### [How to complete this task]
Please show every line from the entries that carries the word "push".

Saved data entries:
//! Greedy decomposition of a hand into plays that cover every card.
//!
//! Extraction order: bombs and four-kings, straight-flushes, plates,
//! triple-pairs, straights, triples (with a spare pair when one exists),
//! pairs, then singles. The number of plays approximates the turns needed
//! to empty the hand.

use guandan_core::model::card::Card;
use guandan_core::model::play::Play;
use guandan_core::model::rank::Rank;
use guandan_core::model::suit::Suit;
use guandan_core::model::trump::TrumpContext;

const STRAIGHT_LEN: usize = 5;

#[derive(Debug, Clone, Copy, Default)]
pub struct StructureAnalyzer;

impl StructureAnalyzer {
    pub fn new() -> Self {
        Self
    }

    pub fn decompose(&self, cards: &[Card], trump: TrumpContext) -> Vec<Play> {
        let mut pool = Pool::new(cards, trump);
        let mut plays = Vec::new();

        pool.take_four_kings(&mut plays);
        pool.take_bombs(&mut plays);
        for suit in Suit::ORDINARY {
            while pool.take_straight_flush(suit, &mut plays) {}
        }
        while pool.take_run(2, 3, &mut plays) {}
        while pool.take_run(3, 2, &mut plays) {}
        while pool.take_longest_straight(&mut plays) {}
        pool.take_triples(&mut plays);
        pool.take_pairs(&mut plays);
        pool.take_singles(&mut plays);
        plays
    }

    /// Turns needed to empty the hand under the greedy decomposition.
    pub fn turns_needed(&self, cards: &[Card], trump: TrumpContext) -> usize {
        self.decompose(cards, trump).len()
    }
}

/// Remaining cards bucketed by rank, each bucket weakest first.
struct Pool {
    trump: TrumpContext,
    groups: [Vec<Card>; 15],
}

impl Pool {
    fn new(cards: &[Card], trump: TrumpContext) -> Self {
        let mut groups: [Vec<Card>; 15] = Default::default();
        for card in cards {
            groups[card.rank.index()].push(*card);
        }
        for group in groups.iter_mut() {
            trump.sort_cards(group);
        }
        Self { trump, groups }
    }

    fn group(&self, rank: Rank) -> &Vec<Card> {
        &self.groups[rank.index()]
    }

    /// Classifies `cards` and records it; unclassifiable sets fall back to singles.
    fn emit(&self, cards: Vec<Card>, plays: &mut Vec<Play>) {
        match Play::classify(&cards, self.trump) {
            Some(play) => plays.push(play),
            None => plays.extend(
                cards
                    .iter()
                    .filter_map(|card| Play::classify(&[*card], self.trump)),
            ),
        }
    }

    fn remove(&mut self, card: Card) {
        let group = &mut self.groups[card.rank.index()];
        if let Some(index) = group.iter().position(|c| c.id == card.id) {
            group.remove(index);
        }
    }

    fn take_four_kings(&mut self, plays: &mut Vec<Play>) {
        if self.group(Rank::SmallJoker).len() == 2 && self.group(Rank::BigJoker).len() == 2 {
            let mut cards = std::mem::take(&mut self.groups[Rank::SmallJoker.index()]);
            cards.append(&mut self.groups[Rank::BigJoker.index()]);
            self.emit(cards, plays);
        }
    }

    fn take_bombs(&mut self, plays: &mut Vec<Play>) {
        for rank in Rank::ORDERED {
            if self.group(rank).len() >= 4 {
                let cards = std::mem::take(&mut self.groups[rank.index()]);
                self.emit(cards, plays);
            }
        }
    }

    fn take_straight_flush(&mut self, suit: Suit, plays: &mut Vec<Play>) -> bool {
        let present = |pool: &Pool, rank: Rank| {
            pool.trump.runs_allow(rank) && pool.group(rank).iter().any(|c| c.suit == suit)
        };
        let Some(start) = first_run(|rank| present(self, rank), STRAIGHT_LEN) else {
            return false;
        };
        let cards: Vec<Card> = Rank::ORDERED[start..start + STRAIGHT_LEN]
            .iter()
            .filter_map(|rank| self.group(*rank).iter().copied().find(|c| c.suit == suit))
            .collect();
        for card in &cards {
            self.remove(*card);
        }
        self.emit(cards, plays);
        true
    }

    /// Takes the lowest run of `len` ranks holding `per_rank` cards each.
    fn take_run(&mut self, len: usize, per_rank: usize, plays: &mut Vec<Play>) -> bool {
        let eligible =
            |pool: &Pool, rank: Rank| pool.trump.runs_allow(rank) && pool.group(rank).len() >= per_rank;
        let Some(start) = first_run(|rank| eligible(self, rank), len) else {
            return false;
        };
        let mut cards = Vec::with_capacity(len * per_rank);
        for rank in &Rank::ORDERED[start..start + len] {
            cards.extend(self.groups[rank.index()].drain(..per_rank));
        }
        self.emit(cards, plays);
        true
    }

    /// Extracts the longest straight of at least five ranks, one card per rank.
    fn take_longest_straight(&mut self, plays: &mut Vec<Play>) -> bool {
        let present = |rank: Rank| self.trump.runs_allow(rank) && !self.group(rank).is_empty();
        let mut best: Option<(usize, usize)> = None;
        let mut start = 0;
        while start < Rank::ORDERED.len() {
            let len = Rank::ORDERED[start..]
                .iter()
                .take_while(|rank| present(**rank))
                .count();
            if len >= STRAIGHT_LEN && best.is_none_or(|(_, best_len)| len > best_len) {
                best = Some((start, len));
            }
            start += len.max(1);
        }
        let Some((start, len)) = best else {
            return false;
        };
        let cards: Vec<Card> = Rank::ORDERED[start..start + len]
            .iter()
            .map(|rank| self.groups[rank.index()].remove(0))
            .collect();
        self.emit(cards, plays);
        true
    }

    fn take_triples(&mut self, plays: &mut Vec<Play>) {
        for rank in Rank::ALL {
            if self.group(rank).len() != 3 {
                continue;
            }
            let mut cards = std::mem::take(&mut self.groups[rank.index()]);
            let spare = Rank::ALL
                .iter()
                .copied()
                .find(|other| *other != rank && self.group(*other).len() == 2);
            if let Some(pair_rank) = spare {
                cards.append(&mut self.groups[pair_rank.index()]);
            }
            self.emit(cards, plays);
        }
    }

    fn take_pairs(&mut self, plays: &mut Vec<Play>) {
        for rank in Rank::ALL {
            if self.group(rank).len() == 2 {
                let cards = std::mem::take(&mut self.groups[rank.index()]);
                self.emit(cards, plays);
            }
        }
    }

    fn take_singles(&mut self, plays: &mut Vec<Play>) {
        for rank in Rank::ALL {
            for card in std::mem::take(&mut self.groups[rank.index()]) {
                self.emit(vec![card], plays);
            }
        }
    }
}

/// Index into `Rank::ORDERED` of the lowest window of `len` ranks all satisfying `ok`.
fn first_run(ok: impl Fn(Rank) -> bool, len: usize) -> Option<usize> {
    let flags: Vec<bool> = Rank::ORDERED.iter().map(|rank| ok(*rank)).collect();
    if len == 0 || len > flags.len() {
        return None;
    }
    (0..=flags.len() - len).find(|start| flags[*start..*start + len].iter().all(|f| *f))
}

#[cfg(test)]
mod tests {
    use super::StructureAnalyzer;
    use guandan_core::model::card::Card;
    use guandan_core::model::deck::Deck;
    use guandan_core::model::play::{Play, PlayKind};
    use guandan_core::model::rank::Rank;
    use guandan_core::model::suit::Suit;
    use guandan_core::model::trump::TrumpContext;
    use std::collections::HashSet;

    const TRUMP: TrumpContext = TrumpContext::new(Rank::Two, Suit::Hearts);

    fn c(rank: Rank, suit: Suit, deck: u8) -> Card {
        Card::new(rank, suit, deck).unwrap()
    }

    fn count_kind(plays: &[Play], kind: PlayKind) -> usize {
        plays.iter().filter(|play| play.kind() == kind).count()
    }

    #[test]
    fn decomposition_covers_every_card_once() {
        let analyzer = StructureAnalyzer::new();
        for seed in 0..8 {
            let hands = Deck::shuffled_with_seed(seed).deal();
            for hand in &hands {
                let plays = analyzer.decompose(hand.cards(), TRUMP);
                let ids: Vec<_> = plays.iter().flat_map(|p| p.ids()).collect();
                let unique: HashSet<_> = ids.iter().copied().collect();
                assert_eq!(ids.len(), hand.len());
                assert_eq!(unique.len(), hand.len());
            }
        }
    }

    #[test]
    fn extracts_bombs_first() {
        let mut cards: Vec<Card> = [Suit::Clubs, Suit::Diamonds, Suit::Spades, Suit::Hearts]
            .iter()
            .map(|suit| c(Rank::Nine, *suit, 0))
            .collect();
        cards.push(c(Rank::Four, Suit::Clubs, 0));
        let plays = StructureAnalyzer::new().decompose(&cards, TRUMP);
        assert_eq!(plays[0].kind(), PlayKind::Bomb);
        assert_eq!(plays.len(), 2);
    }

    #[test]
    fn extracts_straight_flush_plate_and_triple_pair() {
        let mut cards: Vec<Card> = [Rank::Three, Rank::Four, Rank::Five, Rank::Six, Rank::Seven]
            .iter()
            .map(|rank| c(*rank, Suit::Spades, 0))
            .collect();
        for rank in [Rank::Nine, Rank::Ten] {
            for suit in [Suit::Clubs, Suit::Diamonds, Suit::Hearts] {
                cards.push(c(rank, suit, 1));
            }
        }
        for rank in [Rank::Queen, Rank::King, Rank::Ace] {
            cards.push(c(rank, Suit::Clubs, 0));
            cards.push(c(rank, Suit::Diamonds, 0));
        }
        let plays = StructureAnalyzer::new().decompose(&cards, TRUMP);
        assert_eq!(count_kind(&plays, PlayKind::StraightFlush), 1);
        assert_eq!(count_kind(&plays, PlayKind::Plate), 1);
        assert_eq!(count_kind(&plays, PlayKind::TriplePair), 1);
        assert_eq!(plays.len(), 3);
    }

    #[test]
    fn triple_takes_a_spare_pair() {
        let cards = vec![
            c(Rank::Eight, Suit::Clubs, 0),
            c(Rank::Eight, Suit::Spades, 0),
            c(Rank::Eight, Suit::Diamonds, 0),
            c(Rank::Jack, Suit::Clubs, 0),
            c(Rank::Jack, Suit::Spades, 0),
            c(Rank::Three, Suit::Clubs, 0),
        ];
        let plays = StructureAnalyzer::new().decompose(&cards, TRUMP);
        assert_eq!(count_kind(&plays, PlayKind::TripleWithPair), 1);
        assert_eq!(count_kind(&plays, PlayKind::Single), 1);
        assert_eq!(StructureAnalyzer::new().turns_needed(&cards, TRUMP), 2);
    }
}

### [Written response]
            groups[card.rank.index()].push(*card);
            Some(play) => plays.push(play),
        cards.push(c(Rank::Four, Suit::Clubs, 0));
                cards.push(c(rank, suit, 1));
            cards.push(c(rank, Suit::Clubs, 0));
            cards.push(c(rank, Suit::Diamonds, 0));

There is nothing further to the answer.